You can understand the importance of this precision by imagining that you are an athlete hoping to qualify for an Olympic race. You would, of course, use an advanced stop watch when training, instead of simply relying on your coach's, 'one Mississippi, two Mississippi...' calculation.

▐   1st vs 3rd Generation

From communicating with loved ones, to completing financial transactions, technology helps us navigate the world around us and is constantly improving and evolving. Just think of the first computer or cell phone you ever used, compared to the succeeding generations of smartphones and tablets you've likely upgraded to over the years. The difference in design and functional capabilities between the first and most recent generation is huge, and much like the difference between first and third generation aging clocks.

Scientists developed the first age-quantifying clocks in 2013, as a revolutionary breakthrough in aging research and epigenetic applications for the improvement of global health. For context, the first generation of iPhone was released years earlier in 2007; highlighting just how new aging technology really is. These first generation clocks (aptly named after the researchers who developed them) include the Horvath Clock, Hannum Clock, Bocklandt Clock, Huang's Age Predictor, Zhang's Age Predictor, among others.

With continued research over the years yielding new and valuable age-related data, TruDiagnostic was able to develop the best, second generation clock currently available, as well as offering aging analysis using the only third generation clock in the world. These algorithms, OMICm Age (biological age calculator) and DunedinPACE (biological pace of aging calculator) cumulatively offer the most accurate, predictive measurements of risk of disease, speed of aging, and biological age.

▐   What an Age Clock Can Tell You

A modern, well-researched and published age clock can tell you a lot about your current health, physical fitness, and cognitive functionality; along with the current trajectory of your health and wellness in the years to come. These predictions can be made from correlations with your biological age, which is the fundamental calculation of an age clock.

Aging is the number one risk factor for the development of chronic illnesses such as hypertension, Type II Diabetes, heart diseases, Alzheimer's and Parkinson's diseases, cancer, COPD, and more. When your biological age is higher than your calendar age, your risk of disease, and the rate of decline in physical and cognitive functionality, increases with each year of discrepancy.

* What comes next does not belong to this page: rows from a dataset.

//! Pure nutrition math: target derivation from the user profile, totals
//! over plan slots, averages across days. No I/O.

use serde::Serialize;
use time::Date;

use crate::auth::repo::{Gender, User};
use crate::error::AppError;
use crate::meals::Nutrition;

use super::model::{plan_date, MealPlan, MealSlot, TargetNutrition};

// Fixed macro split: 30% protein / 45% carbohydrates / 25% fat.
const PROTEIN_SHARE: f64 = 0.30;
const CARB_SHARE: f64 = 0.45;
const FAT_SHARE: f64 = 0.25;

const KCAL_PER_G_PROTEIN: f64 = 4.0;
const KCAL_PER_G_CARB: f64 = 4.0;
const KCAL_PER_G_FAT: f64 = 9.0;

/// Hard floor on the daily target; aggressive deficits below this are not
/// something the planner will produce.
const MIN_DAILY_CALORIES: f64 = 1200.0;

/// Derives the daily calorie/macro target from the profile.
///
/// Mifflin-St Jeor BMR, scaled by the activity factor, shifted by the goal
/// adjustment. Fails with `Validation` naming every missing profile field.
pub fn calculate_target_nutrition(user: &User) -> Result<TargetNutrition, AppError> {
    let mut missing = Vec::new();
    if user.weight_kg.is_none() {
        missing.push("weight_kg");
    }
    if user.height_cm.is_none() {
        missing.push("height_cm");
    }
    if user.age.is_none() {
        missing.push("age");
    }
    if user.gender.is_none() {
        missing.push("gender");
    }
    if user.activity_level.is_none() {
        missing.push("activity_level");
    }
    if user.goal.is_none() {
        missing.push("goal");
    }
    let (weight, height, age, gender, activity, goal) = match (
        user.weight_kg,
        user.height_cm,
        user.age,
        user.gender,
        user.activity_level,
        user.goal,
    ) {
        (Some(w), Some(h), Some(a), Some(g), Some(act), Some(goal)) => (w, h, a, g, act, goal),
        _ => {
            return Err(AppError::validation(format!(
                "Profile is missing required fields: {}",
                missing.join(", ")
            )))
        }
    };

    let gender_offset = match gender {
        Gender::Male => 5.0,
        Gender::Female => -161.0,
    };

    let bmr = 10.0 * weight + 6.25 * height - 5.0 * age as f64 + gender_offset;
    let maintenance = bmr * activity.factor();
    let daily_calories = (maintenance + goal.calorie_adjustment()).max(MIN_DAILY_CALORIES);

    Ok(TargetNutrition {
        daily_calories: daily_calories.round(),
        protein: (daily_calories * PROTEIN_SHARE / KCAL_PER_G_PROTEIN).round(),
        carbohydrates: (daily_calories * CARB_SHARE / KCAL_PER_G_CARB).round(),
        fats: (daily_calories * FAT_SHARE / KCAL_PER_G_FAT).round(),
    })
}

/// Sums `nutrition * servings` over the given slots. Missing optional
/// nutrition fields are already zero at deserialization time.
pub fn calculate_total_nutrition<'a>(slots: impl Iterator<Item = &'a MealSlot>) -> Nutrition {
    let mut total = Nutrition::default();
    for slot in slots {
        let n = &slot.meal.nutrition;
        total.calories += n.calories * slot.servings;
        total.protein += n.protein * slot.servings;
        total.carbohydrates += n.carbohydrates * slot.servings;
        total.fats += n.fats * slot.servings;
        total.fiber += n.fiber * slot.servings;
        total.sugar += n.sugar * slot.servings;
        total.sodium += n.sodium * slot.servings;
    }
    total
}

/// Arithmetic mean across days; all-zero on empty input.
pub fn calculate_average_nutrition(daily: &[Nutrition]) -> Nutrition {
    if daily.is_empty() {
        return Nutrition::default();
    }
    let n = daily.len() as f64;
    let mut avg = Nutrition::default();
    for d in daily {
        avg.calories += d.calories;
        avg.protein += d.protein;
        avg.carbohydrates += d.carbohydrates;
        avg.fats += d.fats;
        avg.fiber += d.fiber;
        avg.sugar += d.sugar;
        avg.sodium += d.sodium;
    }
    avg.calories /= n;
    avg.protein /= n;
    avg.carbohydrates /= n;
    avg.fats /= n;
    avg.fiber /= n;
    avg.sugar /= n;
    avg.sodium /= n;
    avg
}

#[derive(Debug, Serialize)]
pub struct DayNutrition {
    #[serde(with = "plan_date")]
    pub date: Date,
    pub nutrition: Nutrition,
}

#[derive(Debug, Serialize)]
pub struct PlanNutrition {
    pub daily_nutrition: Vec<DayNutrition>,
    pub averages: Nutrition,
    pub target: TargetNutrition,
}

/// Per-day totals plus averages, paired with the stored target snapshot.
///
/// The default summary counts every planned slot regardless of its consumed
/// flag; `consumed_only` is the explicit alternative for "what was actually
/// eaten".
pub fn plan_nutrition_summary(plan: &MealPlan, consumed_only: bool) -> PlanNutrition {
    let daily_nutrition: Vec<DayNutrition> = plan
        .days
        .iter()
        .map(|day| DayNutrition {
            date: day.date,
            nutrition: calculate_total_nutrition(
                day.meals.slots().filter(|s| !consumed_only || s.consumed),
            ),
        })
        .collect();

    let totals: Vec<Nutrition> = daily_nutrition.iter().map(|d| d.nutrition.clone()).collect();

    PlanNutrition {
        daily_nutrition,
        averages: calculate_average_nutrition(&totals),
        target: plan.target_nutrition.0.clone(),
    }
}

#[cfg(test)]
mod tests {
    use super::*;
    use crate::auth::repo::{ActivityLevel, Goal};
    use crate::meals::MealType;
    use crate::plans::model::test_support::{meal, plan_with_days, single_slot_day};
    use crate::plans::model::{DayMeals, MealSlot, PlanDay};
    use time::macros::date;
    use time::OffsetDateTime;
    use uuid::Uuid;

    fn full_profile() -> User {
        User {
            id: Uuid::new_v4(),
            email: "u@example.com".into(),
            password_hash: String::new(),
            weight_kg: Some(80.0),
            height_cm: Some(180.0),
            age: Some(30),
            gender: Some(Gender::Male),
            activity_level: Some(ActivityLevel::Moderate),
            goal: Some(Goal::Maintain),
            created_at: OffsetDateTime::now_utc(),
        }
    }

    #[test]
    fn target_macros_add_up_to_daily_calories() {
        for (weight, activity, goal) in [
            (60.0, ActivityLevel::Sedentary, Goal::Lose),
            (80.0, ActivityLevel::Moderate, Goal::Maintain),
            (110.0, ActivityLevel::VeryActive, Goal::Gain),
        ] {
            let mut user = full_profile();
            user.weight_kg = Some(weight);
            user.activity_level = Some(activity);
            user.goal = Some(goal);

            let t = calculate_target_nutrition(&user).unwrap();
            let from_macros = t.protein * 4.0 + t.carbohydrates * 4.0 + t.fats * 9.0;
            // grams are rounded to whole numbers, so allow a few kcal of drift
            assert!(
                (from_macros - t.daily_calories).abs() < 10.0,
                "macros {from_macros} vs calories {}",
                t.daily_calories
            );
        }
    }

    #[test]
    fn target_respects_goal_direction() {
        let mut lose = full_profile();
        lose.goal = Some(Goal::Lose);
        let mut gain = full_profile();
        gain.goal = Some(Goal::Gain);

        let lose_t = calculate_target_nutrition(&lose).unwrap();
        let maintain_t = calculate_target_nutrition(&full_profile()).unwrap();
        let gain_t = calculate_target_nutrition(&gain).unwrap();

        assert!(lose_t.daily_calories < maintain_t.daily_calories);
        assert!(gain_t.daily_calories > maintain_t.daily_calories);
        assert_eq!(maintain_t.daily_calories - lose_t.daily_calories, 500.0);
    }

    #[test]
    fn target_floors_at_minimum() {
        let mut user = full_profile();
        user.weight_kg = Some(40.0);
        user.height_cm = Some(140.0);
        user.age = Some(80);
        user.gender = Some(Gender::Female);
        user.activity_level = Some(ActivityLevel::Sedentary);
        user.goal = Some(Goal::Lose);

        let t = calculate_target_nutrition(&user).unwrap();
        assert_eq!(t.daily_calories, 1200.0);
    }

    #[test]
    fn target_rejects_incomplete_profile_naming_fields() {
        let mut user = full_profile();
        user.weight_kg = None;
        user.goal = None;

        let err = calculate_target_nutrition(&user).unwrap_err();
        let msg = err.to_string();
        assert!(matches!(err, AppError::Validation(_)));
        assert!(msg.contains("weight_kg"));
        assert!(msg.contains("goal"));
        assert!(!msg.contains("height_cm"));
    }

    #[test]
    fn average_of_empty_input_is_all_zero() {
        let avg = calculate_average_nutrition(&[]);
        assert_eq!(avg, Nutrition::default());
    }

    #[test]
    fn total_is_linear_in_servings() {
        let day = PlanDay {
            date: date!(2024 - 01 - 01),
            meals: DayMeals {
                breakfast: Some(MealSlot::new(meal("b", MealType::Breakfast, 400.0), 1.0)),
                lunch: Some(MealSlot::new(meal("l", MealType::Lunch, 700.0), 2.0)),
                dinner: Some(MealSlot::new(meal("d", MealType::Dinner, 600.0), 1.5)),
                snacks: vec![MealSlot::new(meal("s", MealType::Snack, 150.0), 1.0)],
            },
        };

        let single = calculate_total_nutrition(day.meals.slots());

        let mut doubled_day = day.clone();
        for slot in [
            doubled_day.meals.breakfast.as_mut().unwrap(),
            doubled_day.meals.lunch.as_mut().unwrap(),
            doubled_day.meals.dinner.as_mut().unwrap(),
        ] {
            slot.servings *= 2.0;
        }
        doubled_day.meals.snacks[0].servings *= 2.0;
        let double = calculate_total_nutrition(doubled_day.meals.slots());

        assert!((double.calories - 2.0 * single.calories).abs() < 1e-9);
        assert!((double.protein - 2.0 * single.protein).abs() < 1e-9);
        assert!((double.carbohydrates - 2.0 * single.carbohydrates).abs() < 1e-9);
        assert!((double.fats - 2.0 * single.fats).abs() < 1e-9);
    }

    #[test]
    fn summary_of_single_500_kcal_slot() {
        let plan = plan_with_days(vec![single_slot_day(date!(2024 - 01 - 01), 500.0, 1.0)]);

        let summary = plan_nutrition_summary(&plan, false);
        assert_eq!(summary.daily_nutrition.len(), 1);
        assert_eq!(summary.daily_nutrition[0].nutrition.calories, 500.0);
        assert_eq!(summary.averages.calories, 500.0);
        assert_eq!(summary.target.daily_calories, 2000.0);
    }

    #[test]
    fn summary_counts_planned_slots_unless_consumed_only() {
        let mut plan = plan_with_days(vec![single_slot_day(date!(2024 - 01 - 01), 500.0, 1.0)]);

        // nothing consumed yet: planned view sees 500, consumed view sees 0
        let planned = plan_nutrition_summary(&plan, false);
        assert_eq!(planned.daily_nutrition[0].nutrition.calories, 500.0);

        let eaten = plan_nutrition_summary(&plan, true);
        assert_eq!(eaten.daily_nutrition[0].nutrition.calories, 0.0);

        plan.set_consumed(0, MealType::Breakfast, None, true).unwrap();
        let eaten = plan_nutrition_summary(&plan, true);
        assert_eq!(eaten.daily_nutrition[0].nutrition.calories, 500.0);
    }
}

Due to biological age's connection with health and quality of life outcomes, knowing your biological age has several advantages over relying on your chronological age when it comes to making health and wellness choices.

▐   How our Clocks Work

Many aging tests calculate biological age by examining the measurable, molecular patterns (DNA methylation) that impact how your DNA is actually put to use or expressed (epigenetics) throughout your body. Through extensive research, these patterns at certain locations of your DNA have been proven to correlate with age. But, there's a catch. While the human genome has been fully charted, the health and aging associations resting in the patterns of the human epigenome are still in the process of being fully explored and understood.

With around 28 million locations where age related patterns could potentially be found, epigenetic researchers are still discovering where the strongest age-related associations rest. Through novel, cross biodata training that established connections between aging patterns, and protein and metabolite compositions, our OMICm Age clock was able to focus on new DNA locations with stronger, and previously uncharted, aging associations.